_Problem to solve_
Among the entries below, find the line with "pub fn can_accept_connection(&self)", then quote it and each following line up to and including the line with "corridor leaves cleanly.", and nothing else.

_The data_
——
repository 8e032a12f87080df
use std::path::Path;
use std::sync::atomic::{AtomicBool, Ordering};
use std::sync::{Arc, Mutex};

use async_trait::async_trait;
use c3d_core::api::{
    GatewayConfig, RetentionPolicy, RunExit, RunnerPlugin, RunnerSession, RunnerStartArgs,
};
use tokio::io::{AsyncRead, AsyncWriteExt, DuplexStream};
use tokio::sync::watch;

/// What the fake "interpreter" does once started.
#[derive(Clone, Debug)]
pub enum Behavior {
    Exit {
        code: Option<i32>,
        stdout: &'static str,
        stderr: &'static str,
        /// Files created in the working directory before exiting.
        files: Vec<&'static str>,
    },
    /// Writes `stdout`, then blocks until killed.
    Hang { stdout: &'static str },
    SpawnError,
}

#[derive(Clone, Debug)]
pub struct Seen {
    pub args: RunnerStartArgs,
    pub script: String,
}

pub struct FakeRunner {
    behavior: Behavior,
    pub killed: Arc<AtomicBool>,
    pub dropped: Arc<AtomicBool>,
    pub seen: Arc<Mutex<Option<Seen>>>,
}

impl FakeRunner {
    pub fn new(behavior: Behavior) -> Arc<Self> {
        Arc::new(Self {
            behavior,
            killed: Arc::new(AtomicBool::new(false)),
            dropped: Arc::new(AtomicBool::new(false)),
            seen: Arc::new(Mutex::new(None)),
        })
    }

    pub fn was_killed(&self) -> bool {
        self.killed.load(Ordering::SeqCst)
    }

    /// The session was released, which is when a real runner reaps its process.
    pub fn was_dropped(&self) -> bool {
        self.dropped.load(Ordering::SeqCst)
    }

    pub fn last_seen(&self) -> Option<Seen> {
        self.seen.lock().unwrap().clone()
    }
}

async fn pipe_with(data: &str) -> (DuplexStream, DuplexStream) {
    let (mut w, r) = tokio::io::duplex(64 * 1024);
    w.write_all(data.as_bytes()).await.unwrap();
    (w, r)
}

#[async_trait]
impl RunnerPlugin for FakeRunner {
    fn name(&self) -> &str {
        "fake"
    }

    async fn start_session(
        &self,
        args: &RunnerStartArgs,
    ) -> anyhow::Result<Box<dyn RunnerSession>> {
        let script = std::fs::read_to_string(&args.args[0]).unwrap_or_default();
        *self.seen.lock().unwrap() = Some(Seen {
            args: args.clone(),
            script,
        });

        let (kill_tx, kill_rx) = watch::channel(false);
        match &self.behavior {
            Behavior::SpawnError => anyhow::bail!("No such file or directory (os error 2)"),
            Behavior::Exit {
                code,
                stdout,
                stderr,
                files,
            } => {
                for f in files {
                    let p = args.cwd.join(f);
                    if let Some(parent) = p.parent() {
                        std::fs::create_dir_all(parent)?;
                    }
                    std::fs::write(p, b"solid fake\nendsolid fake\n")?;
                }
                let (_w_out, r_out) = pipe_with(stdout).await;
                let (_w_err, r_err) = pipe_with(stderr).await;
                Ok(Box::new(FakeSession {
                    stdout: Some(r_out),
                    stderr: Some(r_err),
                    hold: vec![],
                    exit: *code,
                    hang: false,
                    killed: self.killed.clone(),
                    dropped: self.dropped.clone(),
                    kill_tx,
                    kill_rx,
                }))
            }
            Behavior::Hang { stdout } => {
                let (w_out, r_out) = pipe_with(stdout).await;
                let (w_err, r_err) = pipe_with("").await;
                Ok(Box::new(FakeSession {
                    stdout: Some(r_out),
                    stderr: Some(r_err),
                    hold: vec![w_out, w_err],
                    exit: None,
                    hang: true,
                    killed: self.killed.clone(),
                    dropped: self.dropped.clone(),
                    kill_tx,
                    kill_rx,
                }))
            }
        }
    }
}

struct FakeSession {
    stdout: Option<DuplexStream>,
    stderr: Option<DuplexStream>,
    /// Write halves kept open while the fake process "runs".
    hold: Vec<DuplexStream>,
    exit: Option<i32>,
    hang: bool,
    killed: Arc<AtomicBool>,
    dropped: Arc<AtomicBool>,
    kill_tx: watch::Sender<bool>,
    kill_rx: watch::Receiver<bool>,
}

impl Drop for FakeSession {
    fn drop(&mut self) {
        self.dropped.store(true, Ordering::SeqCst);
    }
}

#[async_trait]
impl RunnerSession for FakeSession {
    fn id(&self) -> Option<u32> {
        Some(4242)
    }

    fn stdout(&mut self) -> Option<Box<dyn AsyncRead + Unpin + Send>> {
        self.stdout
            .take()
            .map(|s| Box::new(s) as Box<dyn AsyncRead + Unpin + Send>)
    }

    fn stderr(&mut self) -> Option<Box<dyn AsyncRead + Unpin + Send>> {
        self.stderr
            .take()
            .map(|s| Box::new(s) as Box<dyn AsyncRead + Unpin + Send>)
    }

    fn start_kill(&mut self) -> anyhow::Result<()> {
        self.killed.store(true, Ordering::SeqCst);
        let _ = self.kill_tx.send(true);
        Ok(())
    }

    async fn wait(&mut self) -> anyhow::Result<RunExit> {
        if self.hang {
            while !*self.kill_rx.borrow() {
                self.kill_rx.changed().await?;
            }
            self.hold.clear();
            return Ok(RunExit { code: None });
        }
        Ok(RunExit { code: self.exit })
    }
}

pub fn gateway_config(root: &Path, retention: RetentionPolicy) -> GatewayConfig {
    GatewayConfig {
        temp_root: Some(root.to_string_lossy().into_owned()),
        retention,
        kill_grace_ms: 500,
        ..GatewayConfig::default()
    }
}

pub fn entries(root: &Path) -> usize {
    std::fs::read_dir(root).map(|d| d.count()).unwrap_or(0)
}
use std::collections::HashMap;
use std::path::PathBuf;

#[derive(Debug, Clone)]
pub struct RunnerStartArgs {
    pub cmd: String,
    pub args: Vec<String>,
    /// Working directory of the child.
    pub cwd: PathBuf,
    /// Added on top of the inherited parent environment.
    pub envs: HashMap<String, String>,
}

/// How a runner session ended.
#[derive(Debug, Clone, Copy, PartialEq, Eq, serde::Serialize, serde::Deserialize)]
pub struct RunExit {
    /// `None` when the process was terminated by a signal.
    pub code: Option<i32>,
}

impl RunExit {
    pub fn success(&self) -> bool {
        self.code == Some(0)
    }
}
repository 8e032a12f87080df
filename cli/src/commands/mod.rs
pub mod cli;
pub mod render;
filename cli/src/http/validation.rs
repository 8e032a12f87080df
//! 基础请求验证逻辑

use c3d_core::api::ExecutionRequest;

use super::models::{HttpServerError, RenderRequest};

/// 验证render请求并转换为网关请求
pub fn validate_render_request(req: RenderRequest) -> Result<ExecutionRequest, HttpServerError> {
    if req.script.trim().is_empty() {
        return Err(HttpServerError::InvalidRequest(
            "Script cannot be empty".to_string(),
        ));
    }

    let timeout_secs = match req.timeout_secs {
        None => None,
        Some(t) if t <= 0 => {
            return Err(HttpServerError::InvalidRequest(format!(
                "timeout_secs must be a positive integer (got {t})"
            )));
        }
        Some(t) => Some(t as u64),
    };

    // 前端在未指定文件名时可能发送空字符串；其余名称原样传给网关
    let output_filename = match req.output_filename {
        Some(name) if name.trim().is_empty() => None,
        Some(name) if name.trim() != name => {
            return Err(HttpServerError::InvalidRequest(
                "output_filename must not have leading or trailing whitespace".to_string(),
            ))
        }
        other => other,
    };

    Ok(ExecutionRequest {
        script: req.script,
        output_filename,
        timeout_secs,
    })
}

/// 验证load-stl的文件路径参数
pub fn validate_file_path(file_path: &str) -> Result<(), HttpServerError> {
    if file_path.trim().is_empty() {
        return Err(HttpServerError::InvalidRequest(
            "file_path cannot be empty".to_string(),
        ));
    }
    Ok(())
}

#[cfg(test)]
mod tests {
    use super::*;

    fn req(script: &str, timeout: Option<i64>, name: Option<&str>) -> RenderRequest {
        RenderRequest {
            script: script.to_string(),
            output_filename: name.map(str::to_string),
            timeout_secs: timeout,
        }
    }

    #[test]
    fn test_validate_render_success() {
        let out = validate_render_request(req("print(1)", Some(30), Some("a.stl"))).unwrap();
        assert_eq!(out.timeout_secs, Some(30));
        assert_eq!(out.output_filename.as_deref(), Some("a.stl"));
    }

    #[test]
    fn test_validate_render_empty_script() {
        match validate_render_request(req("  ", None, None)) {
            Err(HttpServerError::InvalidRequest(msg)) => assert!(msg.contains("empty")),
            other => panic!("Expected InvalidRequest error, got {other:?}"),
        }
    }

    #[test]
    fn test_validate_render_non_positive_timeout() {
        for t in [0, -5] {
            match validate_render_request(req("x = 1", Some(t), None)) {
                Err(HttpServerError::InvalidRequest(msg)) => assert!(msg.contains("positive")),
                other => panic!("Expected InvalidRequest error, got {other:?}"),
            }
        }
    }

    #[test]
    fn test_validate_render_blank_filename_dropped() {
        let out = validate_render_request(req("x = 1", None, Some(""))).unwrap();
        assert!(out.output_filename.is_none());
        assert!(out.timeout_secs.is_none());

        let out = validate_render_request(req("x = 1", None, Some("   "))).unwrap();
        assert!(out.output_filename.is_none());
    }

    #[test]
    fn test_validate_render_padded_filename_rejected() {
        for name in [" part.brep", "part.brep ", "part.stl\n"] {
            match validate_render_request(req("x = 1", None, Some(name))) {
                Err(HttpServerError::InvalidRequest(msg)) => assert!(msg.contains("whitespace")),
                other => panic!("Expected InvalidRequest for {name:?}, got {other:?}"),
            }
        }
    }

    #[test]
    fn test_validate_file_path() {
        assert!(validate_file_path("/models/cube.stl").is_ok());
        assert!(validate_file_path(" ").is_err());
    }
}
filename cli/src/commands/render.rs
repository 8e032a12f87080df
use c3d_core::api::{AppConfig, CliError, ExecutionOutcome, ExecutionRequest, RetentionPolicy};

use super::cli::{OutputFormat, RenderArgs};

/// Exit code for a script that ran but did not produce a model.
pub const EXIT_SCRIPT_OUTCOME: i32 = 2;

/// Handle `c3d render <script>`.
///
/// Artifacts are always retained so the printed paths stay valid; a running
/// server's retention sweeper removes them once they expire.
pub async fn handle_render(args: RenderArgs, cfg: &AppConfig) -> Result<i32, CliError> {
    let script = tokio::fs::read_to_string(&args.script)
        .await
        .map_err(|e| CliError::Command(format!("read {} failed: {e}", args.script.display())))?;

    let mut cfg = cfg.clone();
    cfg.gateway.retention = RetentionPolicy::Retain;
    let gateway = c3d_plugins::factory::build_gateway(&cfg);

    let mut req = ExecutionRequest::new(script);
    req.output_filename = args.output_filename;
    req.timeout_secs = args.timeout_secs;

    let outcome = gateway.execute(req).await?;
    let code = if outcome.is_success() {
        0
    } else {
        EXIT_SCRIPT_OUTCOME
    };

    match args.format {
        OutputFormat::Json => println!(
            "{}",
            serde_json::to_string_pretty(&outcome)
                .map_err(|e| CliError::Command(format!("serialize outcome failed: {e}")))?
        ),
        OutputFormat::Text => print_text(&outcome),
    }
    Ok(code)
}

fn print_text(outcome: &ExecutionOutcome) {
    if !outcome.stdout().is_empty() {
        print!("{}", outcome.stdout());
    }
    if !outcome.stderr().is_empty() {
        eprint!("{}", outcome.stderr());
    }
    match outcome {
        ExecutionOutcome::Success(result) => {
            println!("Generated {} file(s):", result.output_paths.len());
            for path in &result.output_paths {
                println!("  {}", path.display());
            }
        }
        ExecutionOutcome::ScriptFailed { exit_code, .. } => match exit_code {
            Some(code) => eprintln!("Script failed with exit code {code}"),
            None => eprintln!("Script was terminated by a signal"),
        },
        ExecutionOutcome::Timeout { timeout_secs, .. } => {
            eprintln!("Script execution timed out after {timeout_secs}s")
        }
        ExecutionOutcome::NoOutputProduced { .. } => {
            eprintln!("Script ran but produced no recognized output files")
        }
    }
}
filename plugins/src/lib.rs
pub mod factory;
pub mod runner;
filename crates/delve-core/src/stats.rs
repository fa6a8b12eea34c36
//! Per-pass generation statistics.

use serde::{Deserialize, Serialize};
use std::fmt;
use std::time::Duration;

/// Summary of one completed generation pass.
#[derive(Debug, Clone, Default, PartialEq, Serialize, Deserialize)]
pub struct GenerationStats {
    /// Seed the pass ran with.
    pub seed: u64,
    /// Rooms placed (guaranteed and weighted).
    pub rooms_placed: usize,
    /// Of those, rooms placed from guaranteed templates.
    pub guaranteed_rooms_placed: u32,
    /// Corridor-tile objects materialized.
    pub corridor_tiles: usize,
    /// Markers scattered.
    pub markers_placed: usize,
    /// Links that needed the single-connection relaxation.
    pub relaxed_connections: u32,
    /// Wall-clock duration of the pass.
    pub generation_time: Duration,
}

impl fmt::Display for GenerationStats {
    fn fmt(&self, f: &mut fmt::Formatter<'_>) -> fmt::Result {
        write!(
            f,
            "seed {}: {} rooms ({} guaranteed), {} corridor tiles, {} markers, \
             {} relaxed links, {:.2?}",
            self.seed,
            self.rooms_placed,
            self.guaranteed_rooms_placed,
            self.corridor_tiles,
            self.markers_placed,
            self.relaxed_connections,
            self.generation_time,
        )
    }
}
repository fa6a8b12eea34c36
//! Placed rooms and the room registry.
//!
//! The registry owns every [`PlacedRoom`] for the current pass plus a
//! tile-membership cache rebuilt once after placement, giving O(1)
//! "is this cell inside any room" tests during pathfinding and
//! instantiation. Rooms are referred to by index; nothing holds a
//! reference back into the registry.

use hashbrown::HashSet;
use serde::{Deserialize, Serialize};

use crate::catalog::{EdgeDirection, RoomTemplate};
use crate::spawn::ObjectHandle;
use crate::{manhattan, Cell};

/// A room placed on the board.
///
/// Position and size are fixed at placement; only `connection_count`
/// mutates afterwards, and only through the connectivity builder and
/// edge router.
#[derive(Debug, Clone, Serialize, Deserialize)]
pub struct PlacedRoom {
    /// Grid-cell origin (lowest x/y corner).
    pub position: Cell,
    /// Footprint in cells.
    pub size: (i32, i32),
    /// Interior center, integer division.
    pub center: Cell,
    /// Handle of the materialized room object, if any.
    pub handle: Option<ObjectHandle>,
    /// Corridors attached so far.
    pub connection_count: u32,
    /// Dead-end room: accepts at most one connection.
    pub single_connection_only: bool,
    /// Routed to a board edge after interior connectivity.
    pub connect_to_edge: bool,
    /// Edge preference for routing.
    pub edge_direction: EdgeDirection,
    /// Placed by the guaranteed-spawn pass.
    pub guaranteed: bool,
}

impl PlacedRoom {
    /// Build a room from a template at a board position.
    pub fn from_template(template: &RoomTemplate, position: Cell) -> Self {
        Self {
            position,
            size: (template.width, template.height),
            center: (
                position.0 + template.width / 2,
                position.1 + template.height / 2,
            ),
            handle: None,
            connection_count: 0,
            single_connection_only: template.single_connection_only,
            connect_to_edge: template.connect_to_edge,
            edge_direction: template.edge_direction,
            guaranteed: template.guaranteed_spawn,
        }
    }

    /// True if this room's padded box intersects the given padded box.
    pub fn overlaps(&self, other_pos: Cell, other_size: (i32, i32), spacing: i32) -> bool {
        !(self.position.0 - spacing >= other_pos.0 + other_size.0
            || other_pos.0 - spacing >= self.position.0 + self.size.0
            || self.position.1 - spacing >= other_pos.1 + other_size.1
            || other_pos.1 - spacing >= self.position.1 + self.size.1)
    }

    /// True if the cell lies in the room interior.
    pub fn contains(&self, cell: Cell) -> bool {
        cell.0 >= self.position.0
            && cell.0 < self.position.0 + self.size.0
            && cell.1 >= self.position.1
            && cell.1 < self.position.1 + self.size.1
    }

    /// A `single_connection_only` room accepts only while unconnected.
    pub fn can_accept_connection(&self) -> bool {
        !self.single_connection_only || self.connection_count == 0
    }

    /// Record one attached corridor.
    pub fn add_connection(&mut self) {
        self.connection_count += 1;
    }

    /// True if this room connects only to a board edge, never interior.
    pub fn is_edge_only(&self) -> bool {
        self.connect_to_edge && self.single_connection_only
    }

    /// Boundary cell of this room closest to `target` by Manhattan
    /// distance. Edge-only rooms instead answer with the center of the
    /// wall facing the target, so their single corridor leaves cleanly.
    pub fn closest_edge_point(&self, target: Cell) -> Cell {
        if self.is_edge_only() {
            return self.wall_center_point(target);
        }
        let mut best = self.center;
        let mut best_dist = i32::MAX;
        for x in self.position.0..self.position.0 + self.size.0 {
            for y in self.position.1..self.position.1 + self.size.1 {
                let on_edge = x == self.position.0
                    || x == self.position.0 + self.size.0 - 1
                    || y == self.position.1
                    || y == self.position.1 + self.size.1 - 1;
                if !on_edge {
                    continue;
                }
                let dist = manhattan((x, y), target);
                if dist < best_dist {
                    best_dist = dist;
                    best = (x, y);
                }
            }
        }
        best
    }

    /// Center cell of the wall facing `target`.
    pub fn wall_center_point(&self, target: Cell) -> Cell {
        let diff = (target.0 - self.center.0, target.1 - self.center.1);
        if diff.0.abs() > diff.1.abs() {
            if diff.0 > 0 {
                (self.position.0 + self.size.0 - 1, self.center.1)
            } else {
                (self.position.0, self.center.1)
            }
        } else if diff.1 > 0 {
            (self.center.0, self.position.1 + self.size.1 - 1)
        } else {
            (self.center.0, self.position.1)
        }
    }
}

/// Owner of all placed rooms and the derived tile-membership cache.
#[derive(Debug, Clone, Default, Serialize, Deserialize)]
pub struct RoomRegistry {
    rooms: Vec<PlacedRoom>,
    tile_cache: HashSet<Cell>,
}

impl RoomRegistry {
    pub fn new() -> Self {
        Self::default()
    }

    /// All placed rooms, in placement order.
    pub fn rooms(&self) -> &[PlacedRoom] {
        &self.rooms
    }

    /// Mutable access for connection-count updates.
    pub fn rooms_mut(&mut self) -> &mut [PlacedRoom] {
        &mut self.rooms
    }

    pub fn len(&self) -> usize {
        self.rooms.len()
    }

    pub fn is_empty(&self) -> bool {
        self.rooms.is_empty()
    }

    /// Add a room; the tile cache is stale until the next rebuild.
    pub fn push(&mut self, room: PlacedRoom) {
        self.rooms.push(room);
    }

    /// True if a placement at `pos`/`size` would violate the padded
    /// bounding-box invariant against any existing room.
    pub fn collides(&self, pos: Cell, size: (i32, i32), spacing: i32) -> bool {
        self.rooms
            .iter()
            .any(|room| room.overlaps(pos, size, spacing))
    }

    /// Rebuild the tile-membership cache from the current room set.
    /// Called once after placement finishes.
    pub fn rebuild_tile_cache(&mut self) {
        self.tile_cache.clear();
        for room in &self.rooms {
            for x in room.position.0..room.position.0 + room.size.0 {
                for y in room.position.1..room.position.1 + room.size.1 {
                    self.tile_cache.insert((x, y));
                }
            }
        }
    }

    /// O(1) test: does any room's interior cover this cell?
    pub fn is_room_tile(&self, cell: Cell) -> bool {
        self.tile_cache.contains(&cell)
    }

    /// Drop all rooms and the cache (start of a fresh pass).
    pub fn clear(&mut self) {
        self.rooms.clear();
        self.tile_cache.clear();
    }
}
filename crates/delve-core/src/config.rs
//! Generator configuration and validation.

use serde::{Deserialize, Serialize};
use thiserror::Error;

use crate::catalog::RoomTemplate;

/// Configuration errors that abort a generation pass before any state is
/// touched. Shortfalls during generation are warnings, never errors.
#[derive(Error, Debug, Clone, PartialEq)]
pub enum ConfigError {
    #[error("room catalog is empty")]
    EmptyCatalog,

    #[error("room catalog total weight is zero")]
    ZeroTotalWeight,

    #[error("board size must be positive, got {0}")]
    InvalidBoardSize(i32),

    #[error("tile size must be positive, got {0}")]
    InvalidTileSize(f32),

    #[error("spatial cell size must be positive, got {0}")]
    InvalidSpatialCellSize(f32),

    #[error("template '{name}' has invalid footprint {width}x{height}")]
    InvalidTemplateSize {
        name: String,
        width: i32,
        height: i32,
    },

    #[error("template '{name}' footprint {width}x{height} does not fit board of size {board}")]
    TemplateTooLarge {
        name: String,
        width: i32,
        height: i32,
        board: i32,
    },
}

/// Full configuration for one generator instance.
///
/// Immutable while a pass runs; `Generator::generate` validates it up
/// front and aborts on the first hard error.
#[derive(Debug, Clone, Serialize, Deserialize)]
pub struct GenConfig {
    /// Placeable room templates.
    pub catalog: Vec<RoomTemplate>,
    /// Board is `board_size x board_size` cells.
    pub board_size: i32,
    /// Stop weighted placement once this many rooms exist.
    pub target_room_count: usize,
    /// Padding in cells around each room's bounding box for overlap tests.
    pub min_room_spacing: i32,
    /// Upper bound of the random jitter added to pathfinder priorities.
    pub variation: f32,
    /// World-space edge length of one board cell.
    pub tile_size: f32,
    /// Number of collectible markers to scatter over carved tiles.
    pub marker_count: usize,
    /// Square bucket size of the spatial index, in world units.
    pub spatial_cell_size: f32,
    /// Seed for the first pass; 0 keeps the entropy-seeded stream.
    pub seed: u64,
}

impl Default for GenConfig {
    fn default() -> Self {
        Self {
            catalog: Vec::new(),
            board_size: 50,
            target_room_count: 8,
            min_room_spacing: 2,
            variation: 0.5,
            tile_size: 15.0,
            marker_count: 25,
            spatial_cell_size: 50.0,
            seed: 0,
        }
    }
}

impl GenConfig {
    /// Check the configuration.
    ///
    /// Hard problems come back as `Err` and must abort generation. Soft
    /// problems (a target count the board can't plausibly hold, guaranteed
    /// footprints crowding the board) are logged as warnings only.
    pub fn validate(&self) -> Result<(), ConfigError> {
        if self.board_size <= 0 {
            return Err(ConfigError::InvalidBoardSize(self.board_size));
        }
        if self.tile_size <= 0.0 {
            return Err(ConfigError::InvalidTileSize(self.tile_size));
        }
        if self.spatial_cell_size <= 0.0 {
            return Err(ConfigError::InvalidSpatialCellSize(self.spatial_cell_size));
        }
        if self.catalog.is_empty() {
            return Err(ConfigError::EmptyCatalog);
        }
        for template in &self.catalog {
            if template.width <= 0 || template.height <= 0 {
                return Err(ConfigError::InvalidTemplateSize {
                    name: template.name.clone(),
                    width: template.width,
                    height: template.height,
                });
            }
            if template.width > self.board_size || template.height > self.board_size {
                return Err(ConfigError::TemplateTooLarge {
                    name: template.name.clone(),
                    width: template.width,
                    height: template.height,
                    board: self.board_size,
                });
            }
            if template.weight == 0 {
                log::warn!("template '{}' has weight 0 and will never be picked", template.name);
            }
        }
        let total_weight: u64 = self.catalog.iter().map(|t| t.weight as u64).sum();
        if total_weight == 0 {
            return Err(ConfigError::ZeroTotalWeight);
        }

        let board_area = self.board_size as i64 * self.board_size as i64;
        if self.target_room_count as i64 > board_area / 100 {
            log::warn!(
                "target of {} rooms is high for a {}x{} board; placement may fall short",
                self.target_room_count,
                self.board_size,
                self.board_size
            );
        }
        let guaranteed_area: i64 = self
            .catalog
            .iter()
            .filter(|t| t.guaranteed_spawn)
            .map(|t| t.area())
            .sum();
        if guaranteed_area * 2 > board_area {
            log::warn!(
                "guaranteed rooms cover {guaranteed_area} of {board_area} cells; placement may fail"
            );
        }
        Ok(())
    }
}

#[cfg(test)]
mod tests {
    use super::*;

    fn one_room_config() -> GenConfig {
        GenConfig {
            catalog: vec![RoomTemplate::new("cell", 3, 3)],
            ..GenConfig::default()
        }
    }

    #[test]
    fn test_valid_config() {
        assert!(one_room_config().validate().is_ok());
    }

    #[test]
    fn test_empty_catalog() {
        let cfg = GenConfig::default();
        assert_eq!(cfg.validate(), Err(ConfigError::EmptyCatalog));
    }

    #[test]
    fn test_zero_total_weight() {
        let mut cfg = one_room_config();
        cfg.catalog[0].weight = 0;
        assert_eq!(cfg.validate(), Err(ConfigError::ZeroTotalWeight));
    }

    #[test]
    fn test_bad_board_size() {
        let mut cfg = one_room_config();
        cfg.board_size = 0;
        assert_eq!(cfg.validate(), Err(ConfigError::InvalidBoardSize(0)));
    }

    #[test]
    fn test_bad_tile_size() {
        let mut cfg = one_room_config();
        cfg.tile_size = -1.0;
        assert!(matches!(
            cfg.validate(),
            Err(ConfigError::InvalidTileSize(_))
        ));
    }

    #[test]
    fn test_degenerate_template() {
        let mut cfg = one_room_config();
        cfg.catalog[0].width = 0;
        assert!(matches!(
            cfg.validate(),
            Err(ConfigError::InvalidTemplateSize { .. })
        ));
    }

    #[test]
    fn test_oversized_template() {
        let mut cfg = one_room_config();
        cfg.catalog[0].width = 200;
        assert!(matches!(
            cfg.validate(),
            Err(ConfigError::TemplateTooLarge { .. })
        ));
    }

    #[test]
    fn test_config_roundtrip_json() {
        let cfg = one_room_config();
        let json = serde_json::to_string(&cfg).unwrap();
        let back: GenConfig = serde_json::from_str(&json).unwrap();
        assert_eq!(back.board_size, cfg.board_size);
        assert_eq!(back.catalog.len(), 1);
    }
}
——
_Result for this exercise_
    pub fn can_accept_connection(&self) -> bool {
        !self.single_connection_only || self.connection_count == 0
    }

    /// Record one attached corridor.
    pub fn add_connection(&mut self) {
        self.connection_count += 1;
    }

    /// True if this room connects only to a board edge, never interior.
    pub fn is_edge_only(&self) -> bool {
        self.connect_to_edge && self.single_connection_only
    }

    /// Boundary cell of this room closest to `target` by Manhattan
    /// distance. Edge-only rooms instead answer with the center of the
    /// wall facing the target, so their single corridor leaves cleanly.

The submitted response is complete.